**Exercise objective**
Within the listing below, how many lines contain the word "ⲁⲛⲟⲕ"? Answer with the number only.

------ Task material

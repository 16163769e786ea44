//! Sentence segmentation of raw document text.
//!
//! The tagging collaborator decides where sentences end; this module only
//! turns its boundary signal into ordered, trimmed byte ranges. Any tagger
//! can plug in through [`BoundarySignal`]; [`PunctuationBoundary`] is the
//! default used when no tagger is available.

use std::ops::Range;

/// Decides where sentences end in raw text.
pub trait BoundarySignal {
    /// Returns `true` if a sentence ends right after `ch`.
    fn ends_sentence(&self, ch: char) -> bool;
}

/// Ends sentences at Greek and Coptic sentence punctuation.
///
/// Recognised marks are `.`, `;` (the Greek question mark), the ano teleia
/// (U+0387, or U+00B7 as it is often typed), `:`, and the Coptic full stops
/// `⳹` and `⳾`.
#[derive(Debug, Clone, Copy, Default)]
pub struct PunctuationBoundary;

impl PunctuationBoundary {
    const MARKS: [char; 7] = [
        '.', ';', '\u{0387}', '\u{00B7}', ':', '\u{2CF9}', '\u{2CFE}',
    ];
}

impl BoundarySignal for PunctuationBoundary {
    fn ends_sentence(&self, ch: char) -> bool {
        Self::MARKS.contains(&ch)
    }
}

impl<F> BoundarySignal for F
where
    F: Fn(char) -> bool,
{
    fn ends_sentence(&self, ch: char) -> bool {
        self(ch)
    }
}

/// Byte range of one sentence within the segmented text.
#[derive(Debug, Clone, PartialEq, Eq)]
pub struct SentenceBoundary {
    range: Range<usize>,
}

impl SentenceBoundary {
    pub fn range(&self) -> Range<usize> {
        self.range.clone()
    }

    /// Returns the sentence text out of the text it was segmented from.
    pub fn slice<'a>(&self, text: &'a str) -> &'a str {
        &text[self.range.clone()]
    }
}

/// Splits `text` into sentences using `signal`.
///
/// Boundaries are ordered, non-overlapping, and trimmed of surrounding
/// whitespace. Runs of closing marks stay with their sentence and
/// whitespace-only pieces are dropped. Trailing text without a closing mark
/// forms a final sentence.
///
/// # Examples
///
/// ```
/// use coptree_parser::segment::{PunctuationBoundary, segment};
///
/// let text = "ⲁⲛⲟⲕ ⲡⲉ ⲡⲛⲟⲩⲧⲉ. ⲁϥⲥⲱⲧⲙ·  ⲛⲧⲟⲕ";
/// let sentences: Vec<_> = segment(text, &PunctuationBoundary)
///     .iter()
///     .map(|b| b.slice(text))
///     .collect();
///
/// assert_eq!(sentences, vec!["ⲁⲛⲟⲕ ⲡⲉ ⲡⲛⲟⲩⲧⲉ.", "ⲁϥⲥⲱⲧⲙ·", "ⲛⲧⲟⲕ"]);
/// ```
pub fn segment(text: &str, signal: &impl BoundarySignal) -> Vec<SentenceBoundary> {
    let mut boundaries = Vec::new();
    let mut start = 0;
    let mut chars = text.char_indices().peekable();

    while let Some((offset, ch)) = chars.next() {
        if !signal.ends_sentence(ch) {
            continue;
        }
        // Keep runs like `...` or `.;` inside one sentence.
        if chars
            .peek()
            .is_some_and(|&(_, next)| signal.ends_sentence(next))
        {
            continue;
        }
        let end = offset + ch.len_utf8();
        push_trimmed(text, start..end, &mut boundaries);
        start = end;
    }
    push_trimmed(text, start..text.len(), &mut boundaries);

    boundaries
}

fn push_trimmed(text: &str, range: Range<usize>, boundaries: &mut Vec<SentenceBoundary>) {
    let piece = &text[range.clone()];
    let trimmed_start = piece.trim_start();
    let leading = piece.len() - trimmed_start.len();
    let trimmed = trimmed_start.trim_end();
    if trimmed.is_empty() {
        return;
    }
    let start = range.start + leading;
    boundaries.push(SentenceBoundary {
        range: start..start + trimmed.len(),
    });
}
//! Error and diagnostic system for Coptree input processing.
//!
//! This module provides an error handling system with:
//! - Error codes for documentation and searchability
//! - Multiple labeled spans pointing into the CoNLL-U source
//! - Severity levels
//! - Diagnostic collector for accumulating multiple errors
//!
//! # Overview
//!
//! The error system is built around the [`Diagnostic`] type, which represents
//! a single error or warning message with optional error code, multiple source
//! locations, and help text. Multiple diagnostics are wrapped in [`ParseError`]
//! when reading a document fails.
//!
//! # Example
//!
//! ```
//! # use coptree_parser::error::{Diagnostic, ErrorCode};
//! # use coptree_parser::Span;
//!
//! let line = Span::new(40..72);
//! let root = Span::new(10..38);
//!
//! let diag = Diagnostic::error("sentence has 2 roots")
//!     .with_code(ErrorCode::E201)
//!     .with_label(line, "second root")
//!     .with_secondary_label(root, "first root")
//!     .with_help("attach one of the roots to another token");
//! ```

mod collector;
mod diagnostic;
mod error_code;
mod label;
mod parse_error;
mod severity;

pub(crate) use collector::DiagnosticCollector;

pub use diagnostic::Diagnostic;
pub use error_code::ErrorCode;
pub use label::Label;
pub use parse_error::ParseError;
pub use severity::Severity;
//! Plain-text outline of a sentence.
//!
//! Columns are padded by display width rather than by byte or char count,
//! so Coptic forms written with combining overlines still line up.

use std::fmt;

use unicode_width::UnicodeWidthStr;

use coptree_core::{record::TokenRecord, translit::transliterate};

use super::{Error, Exporter};
use crate::{layout::TreeLayout, structure::DependencyTree};

const HEADERS: [&str; 6] = ["ID", "FORM", "LEMMA", "UPOS", "HEAD", "DEPREL"];
const LATIN_HEADER: &str = "LATIN";
const GAP: &str = "  ";

/// Column-aligned outline: a header and one line per token in surface
/// order.
#[derive(Debug, Clone, PartialEq, Eq)]
pub struct TextOutline {
    header: String,
    lines: Vec<String>,
}

impl TextOutline {
    pub fn header(&self) -> &str {
        &self.header
    }

    /// One line per token, in surface order.
    pub fn lines(&self) -> &[String] {
        &self.lines
    }
}

impl fmt::Display for TextOutline {
    fn fmt(&self, f: &mut fmt::Formatter<'_>) -> fmt::Result {
        writeln!(f, "{}", self.header)?;
        for line in &self.lines {
            writeln!(f, "{line}")?;
        }
        Ok(())
    }
}

/// Renders [`TextOutline`]s.
#[derive(Debug, Clone, Copy, Default)]
pub struct TextExporter {
    transliterate: bool,
}

impl TextExporter {
    pub fn new() -> Self {
        Self::default()
    }

    /// Adds a Latin transliteration column.
    pub fn with_transliteration(mut self, transliterate: bool) -> Self {
        self.transliterate = transliterate;
        self
    }

    fn cells(&self, record: &TokenRecord) -> Vec<String> {
        let mut cells = vec![
            record.index().to_string(),
            record.form().to_string(),
            record.lemma().to_string(),
            record.pos_tag().to_string(),
            record.head().to_string(),
            record.relation().to_string(),
        ];
        if self.transliterate {
            cells.push(transliterate(record.form()));
        }
        cells
    }
}

impl Exporter for TextExporter {
    type Output = TextOutline;

    fn export_tree(
        &self,
        tree: &DependencyTree,
        _layout: &TreeLayout,
    ) -> Result<TextOutline, Error> {
        let mut header: Vec<String> = HEADERS.iter().map(|h| h.to_string()).collect();
        if self.transliterate {
            header.push(LATIN_HEADER.to_string());
        }
        let rows: Vec<Vec<String>> = tree.records().map(|record| self.cells(record)).collect();

        let mut widths: Vec<usize> = header.iter().map(|cell| cell.width()).collect();
        for row in &rows {
            for (width, cell) in widths.iter_mut().zip(row) {
                *width = (*width).max(cell.width());
            }
        }

        Ok(TextOutline {
            header: align(&header, &widths),
            lines: rows.iter().map(|row| align(row, &widths)).collect(),
        })
    }
}

fn align(cells: &[String], widths: &[usize]) -> String {
    let mut line = String::new();
    for (cell, width) in cells.iter().zip(widths) {
        if !line.is_empty() {
            line.push_str(GAP);
        }
        line.push_str(cell);
        line.extend(std::iter::repeat_n(' ', width.saturating_sub(cell.width())));
    }
    line.truncate(line.trim_end().len());
    line
}

/// Describes every arc as `form (UPOS) --relation--> head form`, the root
/// pointing at `ROOT`.
pub fn arc_lines(tree: &DependencyTree) -> Vec<String> {
    tree.nodes()
        .iter()
        .enumerate()
        .map(|(position, node)| {
            let record = node.record();
            let head = tree
                .head_record(position)
                .map_or("ROOT", TokenRecord::form);
            format!(
                "{} ({}) --{}--> {}",
                record.form(),
                record.pos_tag(),
                record.relation(),
                head
            )
        })
        .collect()
}

#[cfg(test)]
mod tests {
    use super::*;
    use crate::layout::{EngineBuilder, LayoutEngine};
    use coptree_core::record::SentenceBatch;
    use coptree_parser::validate::{Validated, validate};

    fn copula_sentence() -> DependencyTree {
        let batch = SentenceBatch::new(vec![
            TokenRecord::new(1, "ⲁⲛⲟⲕ", "ⲁⲛⲟⲕ", "PRON", 2, "nsubj"),
            TokenRecord::new(2, "ⲡⲉ", "ⲡⲉ", "AUX", 0, "root"),
            TokenRecord::new(3, "ⲡⲛⲟⲩⲧⲉ", "ⲛⲟⲩⲧⲉ", "NOUN", 2, "nsubj"),
        ]);
        let Ok(Validated::Tree(batch)) = validate(batch) else {
            panic!("sentence is a tree");
        };
        DependencyTree::build(batch)
    }

    fn outline(exporter: TextExporter, tree: &DependencyTree) -> TextOutline {
        let layout = EngineBuilder::new().build(tree, LayoutEngine::Layered);
        exporter.export_tree(tree, &layout).unwrap()
    }

    #[test]
    fn test_outline_lines() {
        let outline = outline(TextExporter::new(), &copula_sentence());
        assert_eq!(outline.header(), "ID  FORM    LEMMA  UPOS  HEAD  DEPREL");
        assert_eq!(
            outline.lines(),
            &[
                "1   ⲁⲛⲟⲕ    ⲁⲛⲟⲕ   PRON  2     nsubj",
                "2   ⲡⲉ      ⲡⲉ     AUX   0     root",
                "3   ⲡⲛⲟⲩⲧⲉ  ⲛⲟⲩⲧⲉ  NOUN  2     nsubj",
            ]
        );
    }

    #[test]
    fn test_combining_marks_do_not_break_alignment() {
        let batch = SentenceBatch::new(vec![
            TokenRecord::new(1, "ⲡ\u{0305}ⲥ\u{0305}", "ⲡⲟⲉⲓⲥ", "PROPN", 2, "nsubj"),
            TokenRecord::new(2, "ⲡⲉ", "ⲡⲉ", "AUX", 0, "root"),
        ]);
        let Ok(Validated::Tree(batch)) = validate(batch) else {
            panic!("sentence is a tree");
        };
        let outline = outline(TextExporter::new(), &DependencyTree::build(batch));
        assert_eq!(
            outline.lines(),
            &[
                "1   ⲡ\u{0305}ⲥ\u{0305}    ⲡⲟⲉⲓⲥ  PROPN  2     nsubj",
                "2   ⲡⲉ    ⲡⲉ     AUX    0     root",
            ]
        );
    }

    #[test]
    fn test_transliteration_column() {
        let outline = outline(
            TextExporter::new().with_transliteration(true),
            &copula_sentence(),
        );
        assert!(outline.header().ends_with("LATIN"));
        assert!(outline.lines()[0].ends_with("anok"));
    }

    #[test]
    fn test_arc_lines() {
        assert_eq!(
            arc_lines(&copula_sentence()),
            vec![
                "ⲁⲛⲟⲕ (PRON) --nsubj--> ⲡⲉ",
                "ⲡⲉ (AUX) --root--> ROOT",
                "ⲡⲛⲟⲩⲧⲉ (NOUN) --nsubj--> ⲡⲉ",
            ]
        );
    }

    #[test]
    fn test_display_includes_header() {
        let outline = outline(TextExporter::new(), &copula_sentence());
        let rendered = outline.to_string();
        assert_eq!(rendered.lines().count(), 4);
        assert!(rendered.starts_with("ID"));
    }
}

------------

**Answer space**
5